Zihinlerin Kör Karanlığı: İslamofobi

Yakın geçmişte olduğundan çok daha fazla bugün de atılan en büyük nara: özgürlük. Özgürlük; hoşnut olmadığı bir inancı, düşünceyi, duyguyu, tanımı, hâli hınçla yok etmek midir? Özgürlük milyarlarca insanın baş eğip mukaddes saydığı bir kitabı yakmak mıdır? Özgürlük inancı gereği yaşayanın sesine, sözüne, hâline, giyinişine, tüm insani durumlarına tahammülsüzlüğün bir başka adı mıdır? Kendinden olmayana ölümü reva görmek midir mesela özgürlük? Hâlen söz konusu ‘özgürlük’ kavramıyla sergilenen hıncı durdurmanın zamanı gelmedi mi? Kapitalist dünyanın İslam’a attığı bu yumruğu sineye çekecek değiliz! İslamofobi karanlığını dağıtıyoruz, dağıtacağız. Bu akıl dışı hareketin başını eziyoruz, ezeceğiz! İnsaniyeti, iyiliği, barışı, huzuru tesis eden tek din olan İslam’a ve Müslümanlara yönelik bütün önyargıları bertaraf ediyoruz, edeceğiz.
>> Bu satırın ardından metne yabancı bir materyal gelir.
use super::DataStore;
use crate::error::Result;
use crate::model::Roster;

/// In-memory storage for testing.
/// Does NOT persist data; counts saves so callers can check when a write happened.
#[derive(Default)]
pub struct InMemoryStore {
    roster: Roster,
    save_count: usize,
}

impl InMemoryStore {
    pub fn new() -> Self {
        Self::default()
    }

    pub fn with_roster(roster: Roster) -> Self {
        Self {
            roster,
            save_count: 0,
        }
    }

    pub fn save_count(&self) -> usize {
        self.save_count
    }

    pub fn roster(&self) -> &Roster {
        &self.roster
    }
}

impl DataStore for InMemoryStore {
    fn load(&self) -> Result<Roster> {
        Ok(self.roster.clone())
    }

    fn save(&mut self, roster: &Roster) -> Result<()> {
        self.roster = roster.clone();
        self.save_count += 1;
        Ok(())
    }
}

// --- Test Fixtures ---

#[cfg(any(test, feature = "test_utils"))]
pub mod fixtures {
    use super::*;
    use crate::model::User;

    pub struct StoreFixture {
        pub store: InMemoryStore,
        users: Vec<User>,
    }

    impl Default for StoreFixture {
        fn default() -> Self {
            Self::new()
        }
    }

    impl StoreFixture {
        pub fn new() -> Self {
            Self {
                store: InMemoryStore::new(),
                users: Vec::new(),
            }
        }

        pub fn with_users(mut self, count: usize) -> Self {
            for i in 0..count {
                let n = self.users.len() + 1;
                self.users.push(User::new(
                    format!("User {}", n),
                    20 + i as i64,
                    format!("user{}@example.com", n),
                ));
            }
            self.store = InMemoryStore::with_roster(Roster::from(self.users.clone()));
            self
        }

        pub fn with_user(mut self, name: &str, age: i64, email: &str) -> Self {
            self.users.push(User::new(name, age, email));
            self.store = InMemoryStore::with_roster(Roster::from(self.users.clone()));
            self
        }

        pub fn build(self) -> InMemoryStore {
            self.store
        }
    }
}
use crate::model::User;

pub mod add;
pub mod helpers;
pub mod list;
pub mod update;

#[derive(Debug, Clone, PartialEq, Eq)]
pub enum MessageLevel {
    Success,
    Warning,
}

#[derive(Debug, Clone)]
pub struct CmdMessage {
    pub level: MessageLevel,
    pub content: String,
}

impl CmdMessage {
    pub fn success(content: impl Into<String>) -> Self {
        Self {
            level: MessageLevel::Success,
            content: content.into(),
        }
    }

    pub fn warning(content: impl Into<String>) -> Self {
        Self {
            level: MessageLevel::Warning,
            content: content.into(),
        }
    }
}

/// What a command produced. `affected_users` is non-empty exactly when the roster
/// was changed.
#[derive(Debug, Default)]
pub struct CmdResult {
    pub listed_users: Vec<User>,
    pub affected_users: Vec<User>,
    pub messages: Vec<CmdMessage>,
}

impl CmdResult {
    pub fn add_message(&mut self, message: CmdMessage) {
        self.messages.push(message);
    }

    pub fn with_listed_users(mut self, users: Vec<User>) -> Self {
        self.listed_users = users;
        self
    }

    pub fn with_affected_users(mut self, users: Vec<User>) -> Self {
        self.affected_users = users;
        self
    }

    pub fn mutated(&self) -> bool {
        !self.affected_users.is_empty()
    }
}
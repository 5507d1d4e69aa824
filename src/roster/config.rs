use crate::error::{RosterError, Result};
use serde::Deserialize;
use std::fs;
use std::path::{Path, PathBuf};

const CONFIG_FILENAME: &str = "roster.json";
const DEFAULT_DATA_FILE: &str = "data.json";

/// When `add` and `update` write the roster back.
#[derive(Debug, Clone, Copy, Default, PartialEq, Eq, Deserialize)]
#[serde(rename_all = "kebab-case")]
pub enum SavePolicy {
    /// Re-save after every attempt that did not fail, even duplicates and misses.
    #[default]
    Always,
    /// Only save when a user was appended or modified.
    OnChange,
}

/// Configuration for roster, stored in ./roster.json
#[derive(Debug, Clone, Deserialize, PartialEq, Eq)]
pub struct RosterConfig {
    /// Data file, relative to the directory the config was loaded from
    #[serde(default = "default_data_file")]
    pub data_file: PathBuf,

    #[serde(default)]
    pub save_policy: SavePolicy,
}

fn default_data_file() -> PathBuf {
    PathBuf::from(DEFAULT_DATA_FILE)
}

impl Default for RosterConfig {
    fn default() -> Self {
        Self {
            data_file: default_data_file(),
            save_policy: SavePolicy::default(),
        }
    }
}

impl RosterConfig {
    /// Load config from the given directory, or return defaults if not found
    pub fn load<P: AsRef<Path>>(config_dir: P) -> Result<Self> {
        let config_path = config_dir.as_ref().join(CONFIG_FILENAME);

        if !config_path.exists() {
            return Ok(Self::default());
        }

        let content = fs::read_to_string(&config_path).map_err(RosterError::Io)?;
        serde_json::from_str(&content).map_err(|e| {
            RosterError::Config(format!("{}: {}", config_path.display(), e))
        })
    }

    pub fn set_data_file(&mut self, path: impl Into<PathBuf>) {
        self.data_file = path.into();
    }

    /// The data file as an absolute-or-relative path anchored at `base`.
    pub fn resolve_data_file<P: AsRef<Path>>(&self, base: P) -> PathBuf {
        if self.data_file.is_absolute() {
            self.data_file.clone()
        } else {
            base.as_ref().join(&self.data_file)
        }
    }
}
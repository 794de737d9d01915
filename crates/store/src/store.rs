//! The coordinator that owns [`AppState`] and drives it through backend
//! calls.
//!
//! Every operation follows the same shape: mark the container loading,
//! await the backend with no lock held, then apply the outcome in one short
//! write section. Errors are stored on the container as strings and also
//! returned to the caller. Payloads are validated before any state changes,
//! so validation failures are returned but never stored.

use std::future::Future;
use std::sync::Arc;

use chrono::Utc;
use tokio::sync::RwLock;
use uuid::Uuid;

use collab_client::{Backend, ClientResult};
use collab_core::application::{Application, ApplicationBrief, ApplicationStatus, NewMessage};
use collab_core::case::{Case, CaseBrief, CasePatch, NewCase, Reaction, Voter};
use collab_core::error::CoreError;
use collab_core::meeting::{self, Meeting, MeetingPatch, NewMeeting};
use collab_core::milestone::{Milestone, MilestonePatch, MilestoneStatus, NewMilestone};
use collab_core::project::{NewProject, Project, ProjectBrief, ProjectPatch};
use collab_core::types::{BriefOf, EntityId, Record, Timestamp};
use collab_core::user::UserProfile;

use crate::container::EntityContainer;
use crate::reducers;
use crate::selectors::aggregate::{dashboard_summary, DashboardSummary};
use crate::state::AppState;

type Slot<B, F> = fn(&mut AppState) -> &mut EntityContainer<B, F>;

fn projects(s: &mut AppState) -> &mut EntityContainer<ProjectBrief, Project> {
    &mut s.projects
}

fn meetings(s: &mut AppState) -> &mut EntityContainer<Meeting> {
    &mut s.meetings
}

fn cases(s: &mut AppState) -> &mut EntityContainer<CaseBrief, Case> {
    &mut s.cases
}

fn applications(s: &mut AppState) -> &mut EntityContainer<ApplicationBrief, Application> {
    &mut s.applications
}

fn milestones(s: &mut AppState) -> &mut EntityContainer<Milestone> {
    &mut s.milestones
}

fn tutors(s: &mut AppState) -> &mut EntityContainer<UserProfile> {
    &mut s.tutors
}

/// Per-container outcome of [`Store::load_dashboard`].
#[derive(Debug, Default)]
pub struct LoadReport {
    pub errors: Vec<(&'static str, String)>,
}

impl LoadReport {
    pub fn is_ok(&self) -> bool {
        self.errors.is_empty()
    }

    /// All failures joined into a single line for display.
    pub fn banner(&self) -> Option<String> {
        if self.errors.is_empty() {
            return None;
        }
        Some(
            self.errors
                .iter()
                .map(|(entity, error)| format!("{entity}: {error}"))
                .collect::<Vec<_>>()
                .join("; "),
        )
    }
}

pub struct Store {
    backend: Arc<dyn Backend>,
    state: RwLock<AppState>,
    voter: Voter,
}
Müşterek’in bu sayısında İslam’a yönelik hıncı, İslamofobi karanlığını dağıtmak üzere bir dosya hazırlandı. Diyoruz ki; İslamofobi dedikleri şey, ayrımcılığın, haksızlığın ve insan hakları ihlallerinin temelidir. Bu düşünce tarzıyla beslenen insanlar, adeta kördüğüm olmuş bir ipi boyunlarına doluyorlar. Hakikati görmek ve anlamak için ellerindeki en değerli araçları, yani anlayış ve empatiyi, kendisi gibi olmayanın varlığına dair tahammülü mümkün kılmalılar ki boğulmasınlar. Bunu İslam buyuruyor. İslam, insanı insandan koruyor. Bunca ölüme, haksızlığa, açlığa, adaletsizliğe, hınca dur demek, onları durdurmak ancak İslam’la mümkündür. İslam güzeldir; güzel olana davettir.